=== Data under study ===

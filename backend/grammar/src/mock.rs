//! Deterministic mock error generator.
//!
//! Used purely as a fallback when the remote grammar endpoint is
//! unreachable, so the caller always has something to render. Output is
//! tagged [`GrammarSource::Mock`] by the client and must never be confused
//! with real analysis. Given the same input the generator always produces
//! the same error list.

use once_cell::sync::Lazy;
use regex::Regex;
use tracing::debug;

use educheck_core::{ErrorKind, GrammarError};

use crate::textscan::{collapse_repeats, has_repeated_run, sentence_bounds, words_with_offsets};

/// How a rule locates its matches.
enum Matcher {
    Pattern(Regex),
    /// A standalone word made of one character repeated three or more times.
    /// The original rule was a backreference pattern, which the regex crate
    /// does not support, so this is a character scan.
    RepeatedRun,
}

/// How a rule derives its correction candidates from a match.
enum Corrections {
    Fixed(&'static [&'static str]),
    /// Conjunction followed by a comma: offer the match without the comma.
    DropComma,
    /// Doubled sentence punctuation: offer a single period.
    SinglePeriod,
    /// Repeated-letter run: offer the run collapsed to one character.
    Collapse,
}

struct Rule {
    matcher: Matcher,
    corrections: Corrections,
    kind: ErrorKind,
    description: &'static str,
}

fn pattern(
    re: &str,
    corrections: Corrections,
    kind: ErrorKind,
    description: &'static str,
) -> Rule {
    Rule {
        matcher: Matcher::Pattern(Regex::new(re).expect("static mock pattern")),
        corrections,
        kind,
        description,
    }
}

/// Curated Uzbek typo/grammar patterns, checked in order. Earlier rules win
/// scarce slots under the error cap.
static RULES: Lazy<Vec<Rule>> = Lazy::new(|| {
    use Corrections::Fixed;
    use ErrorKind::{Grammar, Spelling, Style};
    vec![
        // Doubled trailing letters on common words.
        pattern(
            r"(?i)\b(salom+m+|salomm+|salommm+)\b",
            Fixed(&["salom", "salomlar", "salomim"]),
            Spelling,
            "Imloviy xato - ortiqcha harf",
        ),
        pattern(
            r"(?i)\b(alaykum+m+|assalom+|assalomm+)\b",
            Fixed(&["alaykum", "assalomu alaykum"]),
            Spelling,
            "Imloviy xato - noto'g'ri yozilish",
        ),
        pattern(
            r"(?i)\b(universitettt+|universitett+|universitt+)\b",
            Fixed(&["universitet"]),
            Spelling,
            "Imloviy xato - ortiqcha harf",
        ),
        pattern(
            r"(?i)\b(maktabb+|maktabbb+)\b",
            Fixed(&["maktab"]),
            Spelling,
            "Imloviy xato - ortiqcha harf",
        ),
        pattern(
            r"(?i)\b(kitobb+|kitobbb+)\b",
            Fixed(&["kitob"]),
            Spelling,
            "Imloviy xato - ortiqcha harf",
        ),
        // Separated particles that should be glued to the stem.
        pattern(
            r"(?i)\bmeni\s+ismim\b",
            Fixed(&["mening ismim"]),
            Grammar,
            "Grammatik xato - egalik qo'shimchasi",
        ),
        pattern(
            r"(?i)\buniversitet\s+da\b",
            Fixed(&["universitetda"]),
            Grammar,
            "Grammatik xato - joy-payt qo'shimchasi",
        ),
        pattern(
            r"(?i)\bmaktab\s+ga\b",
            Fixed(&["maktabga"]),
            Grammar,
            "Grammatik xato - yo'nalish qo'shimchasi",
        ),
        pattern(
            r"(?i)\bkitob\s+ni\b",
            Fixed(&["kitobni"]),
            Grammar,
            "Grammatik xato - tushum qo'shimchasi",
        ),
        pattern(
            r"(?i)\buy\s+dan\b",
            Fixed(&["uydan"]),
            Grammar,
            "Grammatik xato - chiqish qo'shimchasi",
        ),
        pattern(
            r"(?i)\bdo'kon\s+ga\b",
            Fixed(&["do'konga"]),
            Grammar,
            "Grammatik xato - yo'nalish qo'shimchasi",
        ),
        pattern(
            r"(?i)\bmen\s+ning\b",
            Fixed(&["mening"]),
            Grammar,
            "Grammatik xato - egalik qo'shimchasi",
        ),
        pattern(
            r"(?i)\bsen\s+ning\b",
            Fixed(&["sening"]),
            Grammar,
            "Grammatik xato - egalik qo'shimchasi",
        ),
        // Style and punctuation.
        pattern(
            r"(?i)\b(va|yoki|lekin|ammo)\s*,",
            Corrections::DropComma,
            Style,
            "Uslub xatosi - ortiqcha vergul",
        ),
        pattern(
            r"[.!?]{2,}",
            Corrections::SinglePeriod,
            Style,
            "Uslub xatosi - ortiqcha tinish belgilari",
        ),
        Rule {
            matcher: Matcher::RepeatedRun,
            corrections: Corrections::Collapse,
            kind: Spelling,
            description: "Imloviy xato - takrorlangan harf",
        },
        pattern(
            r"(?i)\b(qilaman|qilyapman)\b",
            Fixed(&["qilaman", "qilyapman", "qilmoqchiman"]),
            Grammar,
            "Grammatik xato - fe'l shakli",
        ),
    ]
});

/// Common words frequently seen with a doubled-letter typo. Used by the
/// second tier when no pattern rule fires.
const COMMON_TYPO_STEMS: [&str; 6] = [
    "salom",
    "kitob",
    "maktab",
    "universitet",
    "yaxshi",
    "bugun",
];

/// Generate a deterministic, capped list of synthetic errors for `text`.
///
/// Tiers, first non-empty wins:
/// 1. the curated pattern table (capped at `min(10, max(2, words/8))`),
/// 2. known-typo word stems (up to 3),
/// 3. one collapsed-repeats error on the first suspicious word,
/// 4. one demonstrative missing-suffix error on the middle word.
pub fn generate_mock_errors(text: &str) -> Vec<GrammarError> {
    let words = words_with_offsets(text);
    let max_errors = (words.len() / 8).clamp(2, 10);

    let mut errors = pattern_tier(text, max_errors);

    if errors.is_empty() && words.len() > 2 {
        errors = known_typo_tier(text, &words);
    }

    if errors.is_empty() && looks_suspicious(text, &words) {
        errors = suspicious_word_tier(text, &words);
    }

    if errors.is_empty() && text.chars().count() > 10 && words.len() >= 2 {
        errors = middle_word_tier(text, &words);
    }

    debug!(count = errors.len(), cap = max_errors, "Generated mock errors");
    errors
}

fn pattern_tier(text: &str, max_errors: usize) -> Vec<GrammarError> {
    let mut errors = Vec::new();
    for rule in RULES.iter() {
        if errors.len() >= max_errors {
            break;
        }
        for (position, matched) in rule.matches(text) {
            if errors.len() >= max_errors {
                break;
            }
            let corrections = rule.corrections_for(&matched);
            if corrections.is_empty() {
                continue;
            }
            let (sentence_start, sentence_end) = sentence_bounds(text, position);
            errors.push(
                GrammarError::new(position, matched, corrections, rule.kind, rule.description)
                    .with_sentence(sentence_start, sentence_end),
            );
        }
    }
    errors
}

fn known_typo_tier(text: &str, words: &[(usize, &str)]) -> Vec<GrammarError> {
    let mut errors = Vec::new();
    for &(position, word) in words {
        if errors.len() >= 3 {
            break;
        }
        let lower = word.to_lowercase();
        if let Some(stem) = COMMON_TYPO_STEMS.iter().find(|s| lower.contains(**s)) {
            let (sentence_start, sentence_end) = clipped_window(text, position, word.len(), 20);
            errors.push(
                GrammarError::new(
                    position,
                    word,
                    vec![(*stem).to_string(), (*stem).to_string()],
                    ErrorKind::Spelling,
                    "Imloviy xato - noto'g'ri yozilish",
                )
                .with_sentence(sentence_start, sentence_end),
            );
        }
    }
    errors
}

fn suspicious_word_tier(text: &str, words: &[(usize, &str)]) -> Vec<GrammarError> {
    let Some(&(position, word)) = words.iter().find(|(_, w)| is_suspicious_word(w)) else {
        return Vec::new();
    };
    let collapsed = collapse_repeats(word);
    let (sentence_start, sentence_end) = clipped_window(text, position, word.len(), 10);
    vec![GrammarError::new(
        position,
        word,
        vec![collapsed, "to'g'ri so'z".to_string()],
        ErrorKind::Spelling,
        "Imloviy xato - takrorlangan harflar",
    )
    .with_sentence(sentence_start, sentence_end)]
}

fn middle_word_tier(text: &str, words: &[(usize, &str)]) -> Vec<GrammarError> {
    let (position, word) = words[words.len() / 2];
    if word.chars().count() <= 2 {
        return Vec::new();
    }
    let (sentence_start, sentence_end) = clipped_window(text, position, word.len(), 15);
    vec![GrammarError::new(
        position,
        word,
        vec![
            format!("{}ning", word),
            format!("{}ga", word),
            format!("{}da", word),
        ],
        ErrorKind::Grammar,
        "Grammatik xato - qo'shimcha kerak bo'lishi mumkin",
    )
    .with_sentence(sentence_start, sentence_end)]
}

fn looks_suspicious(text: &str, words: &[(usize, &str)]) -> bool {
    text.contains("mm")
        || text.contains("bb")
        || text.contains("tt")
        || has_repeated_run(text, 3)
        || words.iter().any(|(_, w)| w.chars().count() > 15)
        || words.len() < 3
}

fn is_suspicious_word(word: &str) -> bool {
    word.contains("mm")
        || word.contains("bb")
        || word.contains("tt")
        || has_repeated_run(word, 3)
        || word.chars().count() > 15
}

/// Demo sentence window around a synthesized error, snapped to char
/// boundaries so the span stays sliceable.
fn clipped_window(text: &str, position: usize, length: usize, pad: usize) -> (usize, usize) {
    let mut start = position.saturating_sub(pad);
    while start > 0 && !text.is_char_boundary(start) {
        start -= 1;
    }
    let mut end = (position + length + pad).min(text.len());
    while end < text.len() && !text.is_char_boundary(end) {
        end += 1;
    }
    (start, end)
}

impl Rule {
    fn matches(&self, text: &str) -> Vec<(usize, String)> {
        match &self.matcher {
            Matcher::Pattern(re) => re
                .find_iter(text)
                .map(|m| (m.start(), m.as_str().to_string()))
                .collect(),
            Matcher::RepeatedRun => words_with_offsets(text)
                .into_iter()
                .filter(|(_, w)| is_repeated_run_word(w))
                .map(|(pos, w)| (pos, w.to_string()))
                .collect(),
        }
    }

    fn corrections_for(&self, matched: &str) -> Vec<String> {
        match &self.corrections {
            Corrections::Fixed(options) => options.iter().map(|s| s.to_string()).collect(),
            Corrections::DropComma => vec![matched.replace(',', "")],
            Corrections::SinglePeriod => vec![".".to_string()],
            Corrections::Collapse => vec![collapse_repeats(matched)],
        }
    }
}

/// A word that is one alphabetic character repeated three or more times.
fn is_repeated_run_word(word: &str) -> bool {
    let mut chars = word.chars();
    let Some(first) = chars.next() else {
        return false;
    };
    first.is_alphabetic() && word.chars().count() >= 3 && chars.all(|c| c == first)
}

===
=== Data under study ===

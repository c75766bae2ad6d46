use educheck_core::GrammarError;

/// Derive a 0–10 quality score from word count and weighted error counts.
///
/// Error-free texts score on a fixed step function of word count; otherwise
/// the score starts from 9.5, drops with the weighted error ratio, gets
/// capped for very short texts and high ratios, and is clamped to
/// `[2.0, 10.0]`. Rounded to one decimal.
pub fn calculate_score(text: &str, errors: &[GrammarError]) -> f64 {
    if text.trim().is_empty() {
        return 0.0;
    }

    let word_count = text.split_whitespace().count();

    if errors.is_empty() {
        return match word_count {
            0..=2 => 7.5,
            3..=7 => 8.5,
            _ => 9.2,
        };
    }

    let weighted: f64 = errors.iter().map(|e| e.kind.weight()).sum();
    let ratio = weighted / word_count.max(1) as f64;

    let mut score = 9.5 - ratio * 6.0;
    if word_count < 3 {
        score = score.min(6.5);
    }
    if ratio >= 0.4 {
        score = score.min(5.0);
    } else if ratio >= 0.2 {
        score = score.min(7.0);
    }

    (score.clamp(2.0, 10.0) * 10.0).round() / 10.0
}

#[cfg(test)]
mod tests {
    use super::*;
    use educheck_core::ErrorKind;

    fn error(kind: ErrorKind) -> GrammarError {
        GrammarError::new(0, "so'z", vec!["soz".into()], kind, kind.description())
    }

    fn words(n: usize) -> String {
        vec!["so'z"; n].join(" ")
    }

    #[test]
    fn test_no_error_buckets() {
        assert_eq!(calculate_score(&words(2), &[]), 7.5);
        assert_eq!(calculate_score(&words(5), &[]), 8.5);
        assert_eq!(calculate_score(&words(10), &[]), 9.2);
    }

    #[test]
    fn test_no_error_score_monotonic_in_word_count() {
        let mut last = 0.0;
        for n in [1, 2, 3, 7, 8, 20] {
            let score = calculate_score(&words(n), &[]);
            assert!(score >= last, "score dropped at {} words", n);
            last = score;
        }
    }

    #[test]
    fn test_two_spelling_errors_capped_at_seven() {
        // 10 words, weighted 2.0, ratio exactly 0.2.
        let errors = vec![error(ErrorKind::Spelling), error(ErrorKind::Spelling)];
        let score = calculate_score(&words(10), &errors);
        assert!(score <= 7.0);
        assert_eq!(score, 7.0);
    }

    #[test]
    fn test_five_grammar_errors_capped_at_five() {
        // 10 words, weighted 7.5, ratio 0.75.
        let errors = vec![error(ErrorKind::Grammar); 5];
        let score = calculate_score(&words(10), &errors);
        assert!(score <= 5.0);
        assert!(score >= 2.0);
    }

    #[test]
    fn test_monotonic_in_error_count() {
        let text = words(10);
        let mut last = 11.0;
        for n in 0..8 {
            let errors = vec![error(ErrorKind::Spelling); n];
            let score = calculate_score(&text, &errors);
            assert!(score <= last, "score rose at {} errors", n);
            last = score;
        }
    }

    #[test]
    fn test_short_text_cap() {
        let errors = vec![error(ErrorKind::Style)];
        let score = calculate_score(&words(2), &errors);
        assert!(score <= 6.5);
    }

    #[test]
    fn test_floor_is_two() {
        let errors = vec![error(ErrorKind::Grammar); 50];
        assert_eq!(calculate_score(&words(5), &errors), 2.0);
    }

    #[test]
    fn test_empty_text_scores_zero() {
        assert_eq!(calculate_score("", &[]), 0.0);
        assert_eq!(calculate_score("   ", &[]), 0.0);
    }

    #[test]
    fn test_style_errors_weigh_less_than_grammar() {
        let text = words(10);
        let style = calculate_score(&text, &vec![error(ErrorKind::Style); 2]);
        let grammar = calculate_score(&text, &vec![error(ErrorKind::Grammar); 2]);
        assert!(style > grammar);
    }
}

===

Exercise brief: One number is all the reply should hold: how many lines in these records include the word "when".

Response area: 2